Zu den momentan dringendsten Problemen gehört nicht unser Rentensystem, wie es etwa die Patronatsseite behauptet. Mit einer Nachhaltigkeitsreserve, welche die Rente für vier Jahre abdeckt, sind wir in einer außerordentlich guten Situation. Bei unserem von den Arbeitgebern oft bewunderten Exportwundernachbarland Deutschland, das auch ein Umlageverfahren hat (die Versicherten von heute zahlen die Renten von heute), reichen die Reserven lediglich für ein paar Monate.
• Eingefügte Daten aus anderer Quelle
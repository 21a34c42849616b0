//! Configuration management for rivulet-store.
//!
//! Configuration is read from `~/.config/rivulet/config.toml` at startup.
//! If the file doesn't exist, a default configuration with comments is created.

use serde::{Deserialize, Serialize};
use std::fs;
use std::io::Write;
use std::path::{Path, PathBuf};

use crate::app::StoreError;

/// Main configuration struct.
#[derive(Debug, Clone, Default, PartialEq, Deserialize)]
#[serde(default)]
pub struct Config {
    pub storage: StorageConfig,
    pub backup: BackupConfig,
}

/// Whether the store outlives the process.
#[derive(Debug, Clone, Copy, Default, PartialEq, Eq, Serialize, Deserialize)]
#[serde(rename_all = "lowercase")]
pub enum Durability {
    #[default]
    Persistent,
    /// In-memory database and in-memory backups.
    Ephemeral,
}

#[derive(Debug, Clone, Default, PartialEq, Deserialize)]
#[serde(default)]
pub struct StorageConfig {
    pub durability: Durability,
    /// Database file. Defaults to `<data dir>/rivulet/rivulet-store.db`.
    pub path: Option<PathBuf>,
}

#[derive(Debug, Clone, Default, PartialEq, Deserialize)]
#[serde(default)]
pub struct BackupConfig {
    pub local: Option<PathBuf>,
    pub sync: Option<PathBuf>,
}

impl Config {
    /// Configuration for a throwaway in-memory store.
    pub fn ephemeral() -> Self {
        Self {
            storage: StorageConfig {
                durability: Durability::Ephemeral,
                path: None,
            },
            ..Default::default()
        }
    }

    /// Load configuration from the default path.
    ///
    /// If the config file doesn't exist, creates a default one with comments.
    /// If the config file exists but is invalid, returns an error.
    /// Missing fields in the config file will use default values.
    pub fn load() -> Result<Self, ConfigError> {
        let config_path = Self::default_config_path()?;
        Self::load_from(&config_path)
    }

    pub fn load_from(config_path: &Path) -> Result<Self, ConfigError> {
        if !config_path.exists() {
            Self::create_default_config(config_path)?;
            return Ok(Self::default());
        }

        let content = fs::read_to_string(config_path).map_err(|e| ConfigError::Io {
            path: config_path.to_path_buf(),
            source: e,
        })?;

        let config: Config = toml::from_str(&content).map_err(|e| ConfigError::Parse {
            path: config_path.to_path_buf(),
            source: e,
        })?;

        Ok(config)
    }

    /// Get the default config file path: `~/.config/rivulet/config.toml`
    pub fn default_config_path() -> Result<PathBuf, ConfigError> {
        let config_dir = dirs::config_dir().ok_or(ConfigError::NoConfigDir)?;
        Ok(config_dir.join("rivulet").join("config.toml"))
    }

    fn data_dir() -> Result<PathBuf, ConfigError> {
        let data_dir = dirs::data_dir().ok_or(ConfigError::NoDataDir)?;
        Ok(data_dir.join("rivulet"))
    }

    pub fn database_path(&self) -> Result<PathBuf, ConfigError> {
        match &self.storage.path {
            Some(path) => Ok(path.clone()),
            None => Ok(Self::data_dir()?.join("rivulet-store.db")),
        }
    }

    pub fn local_backup_path(&self) -> Result<PathBuf, ConfigError> {
        match &self.backup.local {
            Some(path) => Ok(path.clone()),
            None => Ok(Self::data_dir()?.join("backup-local.json")),
        }
    }

    pub fn sync_backup_path(&self) -> Result<PathBuf, ConfigError> {
        match &self.backup.sync {
            Some(path) => Ok(path.clone()),
            None => Ok(Self::data_dir()?.join("backup-sync.json")),
        }
    }

    /// Create a default config file with comments.
    fn create_default_config(path: &Path) -> Result<(), ConfigError> {
        if let Some(parent) = path.parent() {
            fs::create_dir_all(parent).map_err(|e| ConfigError::Io {
                path: parent.to_path_buf(),
                source: e,
            })?;
        }

        let mut file = fs::File::create(path).map_err(|e| ConfigError::Io {
            path: path.to_path_buf(),
            source: e,
        })?;

        file.write_all(Self::default_config_content().as_bytes())
            .map_err(|e| ConfigError::Io {
                path: path.to_path_buf(),
                source: e,
            })?;

        Ok(())
    }

    fn default_config_content() -> &'static str {
        r##"# rivulet-store configuration

[storage]
# "persistent" keeps entries and feeds in an SQLite file.
# "ephemeral" keeps everything in memory for the lifetime of the process.
durability = "persistent"

# Database file (default: <data dir>/rivulet/rivulet-store.db)
# path = "/home/me/.local/share/rivulet/rivulet-store.db"

[backup]
# Feed list backups, restored when the database has no feeds.
# The local backup is tried before the synced one.
# local = "/home/me/.local/share/rivulet/backup-local.json"
# sync = "/home/me/Sync/rivulet/backup-sync.json"
"##
    }
}

/// Configuration errors.
#[derive(Debug, thiserror::Error)]
pub enum ConfigError {
    #[error("Could not determine config directory")]
    NoConfigDir,

    #[error("Could not determine data directory")]
    NoDataDir,

    #[error("Failed to read/write config file at {path}: {source}")]
    Io {
        path: PathBuf,
        source: std::io::Error,
    },

    #[error("Failed to parse config file at {path}: {source}")]
    Parse {
        path: PathBuf,
        source: toml::de::Error,
    },
}

impl From<ConfigError> for StoreError {
    fn from(e: ConfigError) -> Self {
        StoreError::Config(e.to_string())
    }
}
Nicht dringend (wenn auch wichtig) sind ebenfalls die gesellschaftlichen Probleme, obwohl auch sie angegangen werden müssen. Auch wenn wir nur allzu gerne der Kirche die Flügel, sprich die Finanzen, stutzen wollen, müssen wir heute, am 319. Geburtstag von François-Marie Arouet alias Voltaire – einem der bedeutendsten Kirchenkritiker des 18. Jahrhunderts – zugeben, dass es Dringenderes gibt.

Teuer, zu teuer

Vorgestern vermeldete das Statec, dass in Luxemburg fast ein Fünftel des Einkommens fürs Wohnen verwendet wird. Durchschnittlich, wohl gemerkt, denn die Klassenunterschiede machen sich hier wie in keinem anderen Bereich bemerkbar. Die reichsten zehn Prozent der Bevölkerung geben nur neun Prozent ihres Einkommens für das Wohnen aus; die ärmsten zehn Prozent müssen ein Drittel ihres Einkommens dafür aufbringen.
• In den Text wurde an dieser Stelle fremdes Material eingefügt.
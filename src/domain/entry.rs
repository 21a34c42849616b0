use std::collections::BTreeSet;

use chrono::{DateTime, Utc};
use serde::{Deserialize, Serialize};
use sha2::{Digest, Sha256};

/// Bookmark id meaning "not bookmarked".
pub const NO_BOOKMARK: i64 = -1;

/// Separator of the stored tag string.
pub const TAG_DELIMITER: char = ',';

/// Immutable content snapshot of an entry.
#[derive(Debug, Clone, PartialEq, Eq, Serialize, Deserialize)]
pub struct Revision {
    pub id: i64,
    pub authors: Vec<String>,
    pub title: Option<String>,
    pub content: Option<String>,
    pub updated: DateTime<Utc>,
}

/// Metadata record of a feed item, independent of its content.
#[derive(Debug, Clone, PartialEq, Eq, Serialize, Deserialize)]
pub struct Entry {
    pub id: i64,
    pub feed_id: i64,
    /// `None` until the entry has been classified as read or unread.
    pub read: Option<bool>,
    pub marked_unread_on_update: bool,
    pub starred: bool,
    pub tags: BTreeSet<String>,
    pub deleted: bool,
    pub provided_id: Option<String>,
    pub entry_url: Option<String>,
    pub primary_hash: Option<String>,
    pub secondary_hash: Option<String>,
    pub date: DateTime<Utc>,
    pub bookmarked: bool,
    /// Bookmark the entry belongs to; `None` when not bookmarked.
    pub bookmark_id: Option<i64>,
    /// Revision ids, oldest first. Never empty for a stored entry.
    pub revisions: Vec<i64>,
}

impl Entry {
    pub fn latest_revision(&self) -> Option<i64> {
        self.revisions.last().copied()
    }
}

/// A logical entry as handed over by the fetcher, before it is split into
/// an [`Entry`] and a [`Revision`] record.
#[derive(Debug, Clone, PartialEq, Serialize, Deserialize)]
pub struct EntryInput {
    /// Reuse an existing entry id to overwrite it.
    pub id: Option<i64>,
    pub revision_id: Option<i64>,
    pub feed_id: i64,
    pub read: Option<bool>,
    pub marked_unread_on_update: bool,
    pub starred: bool,
    /// Delimited tag string, see [`TAG_DELIMITER`].
    pub tags: String,
    pub deleted: bool,
    pub provided_id: Option<String>,
    pub entry_url: Option<String>,
    pub primary_hash: Option<String>,
    pub secondary_hash: Option<String>,
    pub date: DateTime<Utc>,
    pub bookmark_id: i64,
    pub authors: Vec<String>,
    pub title: Option<String>,
    pub content: Option<String>,
    pub updated: DateTime<Utc>,
}

impl EntryInput {
    pub fn new(feed_id: i64, provided_id: &str, entry_url: &str, date: DateTime<Utc>) -> Self {
        let feed = feed_id.to_string();
        Self {
            id: None,
            revision_id: None,
            feed_id,
            read: Some(false),
            marked_unread_on_update: false,
            starred: false,
            tags: String::new(),
            deleted: false,
            provided_id: Some(provided_id.to_string()),
            entry_url: Some(entry_url.to_string()),
            primary_hash: Some(Self::generate_hash(&[&feed, provided_id])),
            secondary_hash: Some(Self::generate_hash(&[&feed, entry_url])),
            date,
            bookmark_id: NO_BOOKMARK,
            authors: Vec::new(),
            title: None,
            content: None,
            updated: date,
        }
    }

    /// Deterministic hex SHA-256 over the given parts.
    pub fn generate_hash(parts: &[&str]) -> String {
        let mut hasher = Sha256::new();
        for part in parts {
            hasher.update(part.as_bytes());
            hasher.update([0u8]);
        }
        hex::encode(hasher.finalize())
    }

    pub fn is_bookmarked(&self) -> bool {
        self.bookmark_id != NO_BOOKMARK
    }

    /// The bookmark id as stored, with the sentinel mapped to `None`.
    pub fn stored_bookmark_id(&self) -> Option<i64> {
        Some(self.bookmark_id).filter(|_| self.is_bookmarked())
    }

    pub fn normalized_tags(&self) -> BTreeSet<String> {
        parse_tags(&self.tags)
    }
}

/// Splits a delimited tag string into its indexable set.
pub fn parse_tags(raw: &str) -> BTreeSet<String> {
    raw.split(TAG_DELIMITER)
        .map(str::trim)
        .filter(|tag| !tag.is_empty())
        .map(str::to_string)
        .collect()
}

pub fn join_tags(tags: &BTreeSet<String>) -> String {
    let mut joined = String::new();
    for tag in tags {
        if !joined.is_empty() {
            joined.push(TAG_DELIMITER);
        }
        joined.push_str(tag);
    }
    joined
}

#[cfg(test)]
mod tests {
    use super::*;

    fn at(ms: i64) -> DateTime<Utc> {
        DateTime::from_timestamp_millis(ms).unwrap()
    }

    #[test]
    fn test_hash_generation_deterministic() {
        let a = EntryInput::new(1, "guid-1", "https://example.com/a", at(100));
        let b = EntryInput::new(1, "guid-1", "https://example.com/a", at(999));
        assert_eq!(a.primary_hash, b.primary_hash);
        assert_eq!(a.secondary_hash, b.secondary_hash);
    }

    #[test]
    fn test_hash_depends_on_feed() {
        let a = EntryInput::new(1, "guid-1", "https://example.com/a", at(100));
        let b = EntryInput::new(2, "guid-1", "https://example.com/a", at(100));
        assert_ne!(a.primary_hash, b.primary_hash);
    }

    #[test]
    fn test_hash_parts_are_separated() {
        assert_ne!(
            EntryInput::generate_hash(&["ab", "c"]),
            EntryInput::generate_hash(&["a", "bc"])
        );
        let hash = EntryInput::generate_hash(&["x"]);
        assert_eq!(hash.len(), 64);
        assert!(hash.chars().all(|c| c.is_ascii_hexdigit()));
    }

    #[test]
    fn test_bookmark_sentinel() {
        let mut input = EntryInput::new(1, "guid-1", "https://example.com/a", at(100));
        assert!(!input.is_bookmarked());
        assert_eq!(input.stored_bookmark_id(), None);
        input.bookmark_id = 0;
        assert!(input.is_bookmarked());
        assert_eq!(input.stored_bookmark_id(), Some(0));
    }

    #[test]
    fn test_parse_tags_trims_and_dedups() {
        let tags = parse_tags(" rust, news,,rust ,  ");
        assert_eq!(tags.len(), 2);
        assert!(tags.contains("rust"));
        assert!(tags.contains("news"));
        assert_eq!(join_tags(&tags), "news,rust");
    }

    #[test]
    fn test_parse_tags_empty() {
        assert!(parse_tags("").is_empty());
        assert_eq!(join_tags(&BTreeSet::new()), "");
    }
}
Hinzu kommt, dass sie für einen viel größeren finanziellen Aufwand wahrscheinlich über weniger Lebensqualität verfügen. Die Regierung hat ihre Arbeit zwar noch nicht aufgenommen, aber letzten Endes wird sie auch daran gemessen werden, was sie in Sachen Wohnungsproblematik unternimmt. Zwei der drei Koalitionäre – DP und „déi gréng“ – haben in ihrer Oppositionszeit immer wieder den Finger in diese Regierungswunde gelegt. Sie wurden nicht müde, den Premier an sein Eingeständnis zu erinnern, dass die Wohnungsfrage einer seiner größten Misserfolge sei. Jahrelang war die offizielle Politik die, dass so viele Menschen wie möglich Wohnungseigentümer werden sollten. Daran ist im Prinzip nichts auszusetzen. Es wurde allerdings ignoriert, dass es immer Leute geben wird, die zur Miete wohnen müssen.
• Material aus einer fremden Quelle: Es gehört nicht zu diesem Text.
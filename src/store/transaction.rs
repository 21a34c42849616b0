//! Request and transaction completion handles.
//!
//! A [`Transaction`] queues operations; [`Transaction::commit`] hands them to
//! the backend worker, which runs them in order inside one SQLite transaction.
//! Two kinds of completion come back:
//!
//! - each [`Request`] resolves as soon as the worker has executed that one
//!   operation, which can be before or after the transaction commits;
//! - the [`Completion`] resolves once the whole transaction has committed, or
//!   fails once if any operation failed and everything was rolled back.
//!
//! A resolved request therefore does not mean its write is durable. Await the
//! completion for that.

use std::future::Future;
use std::pin::Pin;
use std::task::{Context, Poll};

use tokio::sync::{mpsc, oneshot};

use crate::app::{Result, StoreError};

pub(crate) type Operation = Box<dyn FnOnce(&rusqlite::Transaction<'_>) -> Result<()> + Send>;

#[derive(Debug, Clone, Copy, PartialEq, Eq)]
pub enum Mode {
    ReadOnly,
    ReadWrite,
}

pub(crate) struct Job {
    pub label: &'static str,
    pub mode: Mode,
    pub operations: Vec<Operation>,
    pub done: oneshot::Sender<Result<()>>,
}

pub struct Transaction {
    label: &'static str,
    mode: Mode,
    operations: Vec<Operation>,
    jobs: mpsc::UnboundedSender<Job>,
}

impl Transaction {
    pub(crate) fn new(label: &'static str, mode: Mode, jobs: mpsc::UnboundedSender<Job>) -> Self {
        Self {
            label,
            mode,
            operations: Vec::new(),
            jobs,
        }
    }

    /// Queue one operation. It runs after every previously queued one.
    pub fn request<T, F>(&mut self, op: F) -> Request<T>
    where
        T: Send + 'static,
        F: FnOnce(&rusqlite::Transaction<'_>) -> Result<T> + Send + 'static,
    {
        let (tx, rx) = oneshot::channel();
        self.operations.push(Box::new(move |txn: &rusqlite::Transaction<'_>| match op(txn) {
            Ok(value) => {
                let _ = tx.send(Ok(value));
                Ok(())
            }
            Err(e) => {
                let _ = tx.send(Err(StoreError::Aborted(e.to_string())));
                Err(e)
            }
        }));
        Request { rx }
    }

    pub fn len(&self) -> usize {
        self.operations.len()
    }

    pub fn is_empty(&self) -> bool {
        self.operations.is_empty()
    }

    /// Submit the queued operations. No more can be added afterwards.
    pub fn commit(self) -> Completion {
        let (done, rx) = oneshot::channel();
        let job = Job {
            label: self.label,
            mode: self.mode,
            operations: self.operations,
            done,
        };
        // A closed worker drops the job, and with it every responder.
        let _ = self.jobs.send(job);
        Completion { rx }
    }
}

/// Result of one queued operation.
#[must_use = "requests do nothing unless awaited"]
pub struct Request<T> {
    rx: oneshot::Receiver<Result<T>>,
}

impl<T> Future for Request<T> {
    type Output = Result<T>;

    fn poll(mut self: Pin<&mut Self>, cx: &mut Context<'_>) -> Poll<Self::Output> {
        Pin::new(&mut self.rx).poll(cx).map(|received| {
            received.unwrap_or_else(|_| {
                Err(StoreError::Aborted(
                    "transaction ended before the request ran".into(),
                ))
            })
        })
    }
}

/// Commit signal of a whole transaction.
#[must_use = "a transaction's outcome is only known once its completion is awaited"]
pub struct Completion {
    rx: oneshot::Receiver<Result<()>>,
}

impl Future for Completion {
    type Output = Result<()>;

    fn poll(mut self: Pin<&mut Self>, cx: &mut Context<'_>) -> Poll<Self::Output> {
        Pin::new(&mut self.rx)
            .poll(cx)
            .map(|received| received.unwrap_or(Err(StoreError::BackendClosed)))
    }
}
use async_trait::async_trait;
use tracing::info;

use crate::app::Result;
use crate::domain::{Entry, EntryInput, Feed, Filter, Revision};
use crate::query::{self, QueryHandle};
use crate::store::backend::{Backend, Location};
use crate::store::transaction::Mode;
use crate::store::{entries, feeds, schema, Store};

pub struct SqliteStore {
    backend: Backend,
}

impl SqliteStore {
    pub async fn open(location: Location) -> Result<Self> {
        let backend = Backend::open(location).await?;
        Ok(Self { backend })
    }

    pub async fn in_memory() -> Result<Self> {
        Self::open(Location::Memory).await
    }

    pub fn backend(&self) -> &Backend {
        &self.backend
    }

    /// Compile `filter` against the feed list and bind it to this store.
    /// Invalid filters fail here, before any row is read.
    pub fn query(&self, filter: &Filter, feeds: &[Feed]) -> Result<QueryHandle> {
        let plan = query::compile(filter, feeds)?;
        Ok(QueryHandle::new(self.backend.clone(), plan))
    }

    async fn read<T, F>(&self, label: &'static str, op: F) -> Result<T>
    where
        T: Send + 'static,
        F: FnOnce(&rusqlite::Transaction<'_>) -> Result<T> + Send + 'static,
    {
        let mut txn = self.backend.transaction(Mode::ReadOnly, label);
        let request = txn.request(op);
        txn.commit().await?;
        request.await
    }
}

#[async_trait]
impl Store for SqliteStore {
    async fn put_entries(&self, inputs: Vec<EntryInput>) -> Result<Vec<i64>> {
        let mut txn = self.backend.transaction(Mode::ReadWrite, "put_entries");
        let before = txn.request(|t| entries::count(t));
        let ids = txn.request(move |t| {
            inputs
                .into_iter()
                .map(|input| entries::write_entry(t, input))
                .collect::<Result<Vec<_>>>()
        });
        let after = txn.request(|t| entries::count(t));
        txn.commit().await?;

        let ids = ids.await?;
        let (before, after) = (before.await?, after.await?);
        info!(before, after, written = ids.len(), "Put entries");
        Ok(ids)
    }

    async fn delete_entries(&self, ids: &[i64]) -> Result<()> {
        let ids = ids.to_vec();
        let requested = ids.len();

        let mut txn = self.backend.transaction(Mode::ReadWrite, "delete_entries");
        let before = txn.request(|t| entries::count(t));
        let deleted = txn.request(move |t| {
            let mut deleted = 0usize;
            for id in ids {
                if entries::delete_entry(t, id)? {
                    deleted += 1;
                }
            }
            Ok(deleted)
        });
        let after = txn.request(|t| entries::count(t));
        txn.commit().await?;

        let deleted = deleted.await?;
        let (before, after) = (before.await?, after.await?);
        info!(before, after, requested, deleted, "Deleted entries");
        Ok(())
    }

    async fn clear_entries(&self) -> Result<()> {
        let mut txn = self.backend.transaction(Mode::ReadWrite, "clear_entries");
        let before = txn.request(|t| entries::count(t));
        let cleared = txn.request(|t| entries::clear(t));
        let after = txn.request(|t| entries::count(t));
        txn.commit().await?;

        cleared.await?;
        let (before, after) = (before.await?, after.await?);
        info!(before, after, "Cleared entries");
        Ok(())
    }

    async fn list_entries(&self) -> Result<Vec<i64>> {
        self.read("list_entries", |t| entries::list_ids(t)).await
    }

    async fn get_entry(&self, id: i64) -> Result<Option<Entry>> {
        self.read("get_entry", move |t| entries::get_entry(t, id))
            .await
    }

    async fn get_revision(&self, id: i64) -> Result<Option<Revision>> {
        self.read("get_revision", move |t| entries::get_revision(t, id))
            .await
    }

    async fn entries_by_primary_hash(&self, hash: &str) -> Result<Vec<i64>> {
        let hash = hash.to_string();
        self.read("entries_by_primary_hash", move |t| {
            entries::ids_by_primary_hash(t, &hash)
        })
        .await
    }

    async fn entries_by_url(&self, url: &str) -> Result<Vec<i64>> {
        let url = url.to_string();
        self.read("entries_by_url", move |t| entries::ids_by_url(t, &url))
            .await
    }

    async fn entries_by_bookmark(&self, bookmark_id: i64) -> Result<Vec<i64>> {
        self.read("entries_by_bookmark", move |t| {
            entries::ids_by_bookmark(t, bookmark_id)
        })
        .await
    }

    async fn entries_by_tag(&self, tag: &str) -> Result<Vec<i64>> {
        let tag = tag.trim().to_string();
        self.read("entries_by_tag", move |t| entries::ids_by_tag(t, &tag))
            .await
    }

    async fn read_feeds(&self) -> Result<Vec<Feed>> {
        self.read("read_feeds", |t| feeds::read_all(t)).await
    }

    async fn replace_feeds(&self, list: Vec<Feed>) -> Result<Vec<Feed>> {
        let mut txn = self.backend.transaction(Mode::ReadWrite, "replace_feeds");
        let before = txn.request(|t| feeds::count(t));
        let stored = txn.request(move |t| feeds::replace_all(t, list));
        let after = txn.request(|t| feeds::count(t));
        txn.commit().await?;

        let stored = stored.await?;
        let (before, after) = (before.await?, after.await?);
        info!(before, after, "Replaced feeds");
        Ok(stored)
    }

    async fn schema_version(&self) -> Result<usize> {
        self.read("schema_version", |t| schema::version(t)).await
    }
}
use std::io::ErrorKind;
use std::path::{Path, PathBuf};

use async_trait::async_trait;
use serde_json::{Map, Value};
use tokio::fs;
use tracing::debug;

use crate::app::{Result, StoreError};
use crate::backup::BackupTarget;

/// Backup target persisted as one JSON object file.
///
/// Every `set` rewrites the whole file through a temporary sibling and a
/// rename, so a crash mid-write leaves the previous contents in place.
#[derive(Debug, Clone)]
pub struct JsonFileTarget {
    name: String,
    path: PathBuf,
}

impl JsonFileTarget {
    pub fn new(name: &str, path: PathBuf) -> Self {
        Self {
            name: name.to_string(),
            path,
        }
    }

    pub fn path(&self) -> &Path {
        &self.path
    }

    async fn read_object(&self) -> Result<Map<String, Value>> {
        let content = match fs::read_to_string(&self.path).await {
            Ok(content) => content,
            Err(e) if e.kind() == ErrorKind::NotFound => return Ok(Map::new()),
            Err(e) => return Err(e.into()),
        };
        if content.trim().is_empty() {
            return Ok(Map::new());
        }

        match serde_json::from_str(&content) {
            Ok(Value::Object(object)) => Ok(object),
            Ok(_) => Err(self.error("file does not hold a JSON object")),
            Err(e) => Err(self.error(e)),
        }
    }

    fn error(&self, message: impl ToString) -> StoreError {
        StoreError::Backup {
            target: self.name.clone(),
            message: format!("{}: {}", self.path.display(), message.to_string()),
        }
    }
}

#[async_trait]
impl BackupTarget for JsonFileTarget {
    fn name(&self) -> &str {
        &self.name
    }

    async fn get(&self, key: &str, default: Value) -> Result<Value> {
        let mut object = self.read_object().await?;
        Ok(object.remove(key).unwrap_or(default))
    }

    async fn set(&self, key: &str, value: Value) -> Result<()> {
        let mut object = self.read_object().await?;
        object.insert(key.to_string(), value);

        if let Some(parent) = self.path.parent() {
            fs::create_dir_all(parent).await?;
        }
        let tmp = self.path.with_extension("json.tmp");
        fs::write(&tmp, serde_json::to_vec_pretty(&Value::Object(object))?).await?;
        fs::rename(&tmp, &self.path).await?;

        debug!(backup = %self.name, key, "Wrote backup");
        Ok(())
    }
}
Will man eine Wohnung mieten, muss man, ehe man die Wohnung überhaupt bezieht, drei Monatsmieten hinblättern: zwei als Garantie für den Vermieter, eine als Provision für den Makler. Für Letzteren ist es schnell verdientes Geld. In Deutschland gibt es Bestrebungen, die Vermieter die Maklerprovision zahlen zu lassen. Das wäre eine konkrete Hilfe für die Mieter. Warum nicht auch in Luxemburg das „Besteller-Prinzip“ einführen: Der Makler sollte von seinem Auftraggeber – dem Vermieter – bezahlt werden, so wie das in fast jedem anderen Geschäftsbereich der Fall ist. Das wird den Eigentümern nicht gefallen, und sie werden sich zweimal überlegen, ob sie überhaupt einen Makler hinzuziehen. Es müsste natürlich beachtet werden, dass diese Maßnahme nicht wieder zu einem Ansteigen der Mieten führt.

Ob nun diese oder andere Maßnahmen: Es steht außer Frage, dass sich auf dem Wohnungsmarkt Grundsätzliches ändern muss. Das Land wartet.